> Work to complete
Quote the material below exactly as written, from the first line to the line that holds "a look delta.", endpoints included.

> The input
//! Camera feedback: look angles, wall-run roll and field of view.
//!
//! Angles are kept in degrees, in the classic left-handed game convention:
//! positive yaw turns right, positive pitch looks down, and positive roll
//! raises the camera's right side. [`PresentationFrame::body_rotation`] and
//! [`PresentationFrame::camera_rotation`] convert to Bevy's right-handed
//! frame.

use bevy::prelude::*;

use crate::config::ControllerConfig;
use crate::state::LocomotionState;

/// Pitch limit in degrees.
pub const PITCH_LIMIT: f32 = 90.0;

/// Look angles and the smoothed camera effects of one controller.
#[derive(Component, Reflect, Debug, Clone, Copy, PartialEq)]
#[reflect(Component)]
pub struct CameraFeedback {
    /// Accumulated yaw in degrees, unbounded.
    pub yaw: f32,
    /// Pitch in degrees, clamped to `[-90, 90]`.
    pub pitch: f32,
    /// Current roll in degrees.
    pub tilt: f32,
    /// Current vertical field of view in degrees.
    pub fov: f32,
}

impl Default for CameraFeedback {
    fn default() -> Self {
        let config = ControllerConfig::default();
        Self::at_rest(&config)
    }
}

impl CameraFeedback {
    /// Feedback already settled at the config's static tilt and fov.
    pub fn at_rest(config: &ControllerConfig) -> Self {
        Self {
            yaw: 0.0,
            pitch: 0.0,
            tilt: config.static_tilt,
            fov: config.static_fov,
        }
    }

    /// Accumulate a look delta.
    pub fn apply_look(&mut self, look_delta: Vec2, sensitivity: f32) {
        self.yaw += look_delta.x * sensitivity;
        self.pitch = (self.pitch - look_delta.y * sensitivity).clamp(-PITCH_LIMIT, PITCH_LIMIT);
    }

    /// Move tilt and fov toward their targets for the state.
    ///
    /// Each tick closes `rate * dt` of the remaining gap, clamped to the whole
    /// gap, so a long frame lands on the target instead of overshooting it.
    pub fn smooth_toward(&mut self, state: LocomotionState, config: &ControllerConfig, dt: f32) {
        let (tilt, fov) = feedback_targets(state, config);
        self.tilt = self.tilt.lerp(tilt, (config.tilt_change_rate * dt).clamp(0.0, 1.0));
        self.fov = self.fov.lerp(fov, (config.fov_change_rate * dt).clamp(0.0, 1.0));
    }

    /// One full camera tick.
    pub fn update(
        &mut self,
        look_delta: Vec2,
        state: LocomotionState,
        config: &ControllerConfig,
        dt: f32,
    ) {
        self.apply_look(look_delta, config.sensitivity);
        self.smooth_toward(state, config, dt);
    }

    /// Values for the presentation layer.
    pub fn frame(&self) -> PresentationFrame {
        PresentationFrame {
            body_yaw: self.yaw,
            camera_pitch: self.pitch,
            camera_yaw: self.yaw,
            camera_tilt: self.tilt,
            camera_fov: self.fov,
        }
    }
}

/// Target `(tilt, fov)` in degrees for a locomotion state.
pub fn feedback_targets(state: LocomotionState, config: &ControllerConfig) -> (f32, f32) {
    match state {
        LocomotionState::WallRunningLeft => (-config.wall_run_tilt, config.wall_run_fov),
        LocomotionState::WallRunningRight => (config.wall_run_tilt, config.wall_run_fov),
        LocomotionState::Grounded | LocomotionState::Airborne => {
            (config.static_tilt, config.static_fov)
        }
    }
}

/// What the presentation layer receives once per tick. All angles in degrees.
#[derive(Debug, Clone, Copy, PartialEq)]
pub struct PresentationFrame {
    pub body_yaw: f32,
    pub camera_pitch: f32,
    pub camera_yaw: f32,
    pub camera_tilt: f32,
    pub camera_fov: f32,
}

impl PresentationFrame {
    /// Body rotation: yaw only.
    pub fn body_rotation(&self) -> Quat {
        Quat::from_rotation_y(-self.body_yaw.to_radians())
    }

    /// Full world rotation of the camera: yaw, then pitch, then roll.
    pub fn camera_rotation(&self) -> Quat {
        Quat::from_euler(
            EulerRot::YXZ,
            -self.camera_yaw.to_radians(),
            -self.camera_pitch.to_radians(),
            self.camera_tilt.to_radians(),
        )
    }

    /// Camera rotation relative to a parent already carrying the body yaw.
    pub fn camera_local_rotation(&self) -> Quat {
        Quat::from_euler(
            EulerRot::YXZ,
            0.0,
            -self.camera_pitch.to_radians(),
            self.camera_tilt.to_radians(),
        )
    }

    /// Field of view in radians, as Bevy projections expect.
    pub fn fov_radians(&self) -> f32 {
        self.camera_fov.to_radians()
    }
}

/// Links a camera entity to the controller whose feedback it presents.
///
/// When the camera is a child of the controller it receives pitch and roll
/// locally (yaw comes from the parent); otherwise it receives the full
/// rotation.
#[derive(Component, Reflect, Debug, Clone, Copy, PartialEq)]
#[reflect(Component)]
pub struct FirstPersonCamera {
    pub controller: Entity,
}

impl FirstPersonCamera {
    pub fn new(controller: Entity) -> Self {
        Self { controller }
    }
}

#[cfg(test)]
mod tests {
    use super::*;

    #[test]
    fn yaw_accumulates_without_bound() {
        let mut feedback = CameraFeedback::default();
        for _ in 0..100 {
            feedback.apply_look(Vec2::new(10.0, 0.0), 8.0);
        }
        assert!((feedback.yaw - 8000.0).abs() < 1e-2);
    }

    #[test]
    fn pitch_is_clamped() {
        let mut feedback = CameraFeedback::default();

        feedback.apply_look(Vec2::new(0.0, 1000.0), 8.0);
        assert_eq!(feedback.pitch, -PITCH_LIMIT);

        feedback.apply_look(Vec2::new(0.0, -1.0e9), 8.0);
        assert_eq!(feedback.pitch, PITCH_LIMIT);

        // Accumulated small steps stay clamped too.
        for step in [-3.0, 7.5, 2.0, -40.0, 12.25, 100.0, -0.5] {
            feedback.apply_look(Vec2::new(0.0, step), 8.0);
            assert!((-PITCH_LIMIT..=PITCH_LIMIT).contains(&feedback.pitch));
        }
    }

    #[test]
    fn looking_up_lowers_pitch() {
        let mut feedback = CameraFeedback::default();
        feedback.apply_look(Vec2::new(0.0, 1.0), 8.0);
        assert_eq!(feedback.pitch, -8.0);
    }

    #[test]
    fn targets_by_state() {
        let config = ControllerConfig::default();

        assert_eq!(
            feedback_targets(LocomotionState::WallRunningLeft, &config),
            (-config.wall_run_tilt, config.wall_run_fov)
        );
        assert_eq!(
            feedback_targets(LocomotionState::WallRunningRight, &config),
            (config.wall_run_tilt, config.wall_run_fov)
        );
        assert_eq!(
            feedback_targets(LocomotionState::Grounded, &config),
            (config.static_tilt, config.static_fov)
        );
        assert_eq!(
            feedback_targets(LocomotionState::Airborne, &config),
            (config.static_tilt, config.static_fov)
        );
    }

    #[test]
    fn smoothing_converges_monotonically_without_overshoot() {
        let config = ControllerConfig::default();
        let mut feedback = CameraFeedback::at_rest(&config);
        let dt = 1.0 / 60.0;
        let (tilt_target, fov_target) = feedback_targets(LocomotionState::WallRunningLeft, &config);

        let mut tilt_gap = (feedback.tilt - tilt_target).abs();
        let mut fov_gap = (feedback.fov - fov_target).abs();
        for _ in 0..60 {
            feedback.smooth_toward(LocomotionState::WallRunningLeft, &config, dt);

            let new_tilt_gap = (feedback.tilt - tilt_target).abs();
            let new_fov_gap = (feedback.fov - fov_target).abs();
            assert!(new_tilt_gap < tilt_gap || new_tilt_gap == 0.0);
            assert!(new_fov_gap < fov_gap || new_fov_gap == 0.0);
            assert!(feedback.tilt >= tilt_target, "tilt overshot");
            assert!(feedback.fov <= fov_target, "fov overshot");
            tilt_gap = new_tilt_gap;
            fov_gap = new_fov_gap;
        }
        assert!(tilt_gap < 0.01);
        assert!(fov_gap < 0.1);
    }

    #[test]
    fn long_frames_land_on_target() {
        let config = ControllerConfig::default();
        let mut feedback = CameraFeedback::at_rest(&config);

        // Both rate * dt products are far above 1.
        for _ in 0..4 {
            feedback.smooth_toward(LocomotionState::WallRunningRight, &config, 0.5);
            assert!((feedback.tilt - config.wall_run_tilt).abs() < 1e-5, "{feedback:?}");
            assert!((feedback.fov - config.wall_run_fov).abs() < 1e-5, "{feedback:?}");
        }

        feedback.smooth_toward(LocomotionState::Grounded, &config, 2.0);
        assert!((feedback.tilt - config.static_tilt).abs() < 1e-5, "{feedback:?}");
        assert!((feedback.fov - config.static_fov).abs() < 1e-5, "{feedback:?}");
    }

    #[test]
    fn slightly_long_frame_does_not_overshoot() {
        let config = ControllerConfig::default();
        let mut feedback = CameraFeedback::at_rest(&config);

        // tilt rate 10 * 0.15 = 1.5 would overshoot unclamped.
        feedback.smooth_toward(LocomotionState::WallRunningRight, &config, 0.15);
        assert!(feedback.tilt <= config.wall_run_tilt, "{feedback:?}");
        assert!(feedback.fov <= config.wall_run_fov, "{feedback:?}");
    }

    #[test]
    fn smoothing_uses_separate_rates() {
        let config = ControllerConfig::default().with_change_rates(1.0, 30.0);
        let mut feedback = CameraFeedback::at_rest(&config);

        feedback.smooth_toward(LocomotionState::WallRunningRight, &config, 0.01);

        // tilt: 0 -> 10 at 30 * 0.01 = 0.3; fov: 70 -> 80 at 1 * 0.01 = 0.01
        assert!((feedback.tilt - 3.0).abs() < 1e-4);
        assert!((feedback.fov - 70.1).abs() < 1e-4);
    }

    #[test]
    fn frame_carries_current_values() {
        let feedback = CameraFeedback {
            yaw: 45.0,
            pitch: -10.0,
            tilt: 5.0,
            fov: 75.0,
        };
        let frame = feedback.frame();

        assert_eq!(frame.body_yaw, 45.0);
        assert_eq!(frame.camera_yaw, 45.0);
        assert_eq!(frame.camera_pitch, -10.0);
        assert_eq!(frame.camera_tilt, 5.0);
        assert_eq!(frame.camera_fov, 75.0);
    }

    #[test]
    fn positive_yaw_turns_right() {
        let frame = CameraFeedback {
            yaw: 90.0,
            ..default()
        }
        .frame();

        let forward = frame.body_rotation() * Vec3::NEG_Z;
        assert!((forward - Vec3::X).length() < 1e-5, "{forward:?}");
    }

    #[test]
    fn negative_pitch_looks_up() {
        let frame = CameraFeedback {
            pitch: -45.0,
            ..default()
        }
        .frame();

        let forward = frame.camera_rotation() * Vec3::NEG_Z;
        assert!(forward.y > 0.5, "{forward:?}");
    }

    #[test]
    fn local_rotation_composes_with_body_yaw() {
        let frame = CameraFeedback {
            yaw: 30.0,
            pitch: 20.0,
            tilt: -10.0,
            fov: 70.0,
        }
        .frame();

        let composed = frame.body_rotation() * frame.camera_local_rotation();
        assert!(composed.angle_between(frame.camera_rotation()) < 1e-4);
    }
}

> Solution
//! Camera feedback: look angles, wall-run roll and field of view.
//!
//! Angles are kept in degrees, in the classic left-handed game convention:
//! positive yaw turns right, positive pitch looks down, and positive roll
//! raises the camera's right side. [`PresentationFrame::body_rotation`] and
//! [`PresentationFrame::camera_rotation`] convert to Bevy's right-handed
//! frame.

use bevy::prelude::*;

use crate::config::ControllerConfig;
use crate::state::LocomotionState;

/// Pitch limit in degrees.
pub const PITCH_LIMIT: f32 = 90.0;

/// Look angles and the smoothed camera effects of one controller.
#[derive(Component, Reflect, Debug, Clone, Copy, PartialEq)]
#[reflect(Component)]
pub struct CameraFeedback {
    /// Accumulated yaw in degrees, unbounded.
    pub yaw: f32,
    /// Pitch in degrees, clamped to `[-90, 90]`.
    pub pitch: f32,
    /// Current roll in degrees.
    pub tilt: f32,
    /// Current vertical field of view in degrees.
    pub fov: f32,
}

impl Default for CameraFeedback {
    fn default() -> Self {
        let config = ControllerConfig::default();
        Self::at_rest(&config)
    }
}

impl CameraFeedback {
    /// Feedback already settled at the config's static tilt and fov.
    pub fn at_rest(config: &ControllerConfig) -> Self {
        Self {
            yaw: 0.0,
            pitch: 0.0,
            tilt: config.static_tilt,
            fov: config.static_fov,
        }
    }

    /// Accumulate a look delta.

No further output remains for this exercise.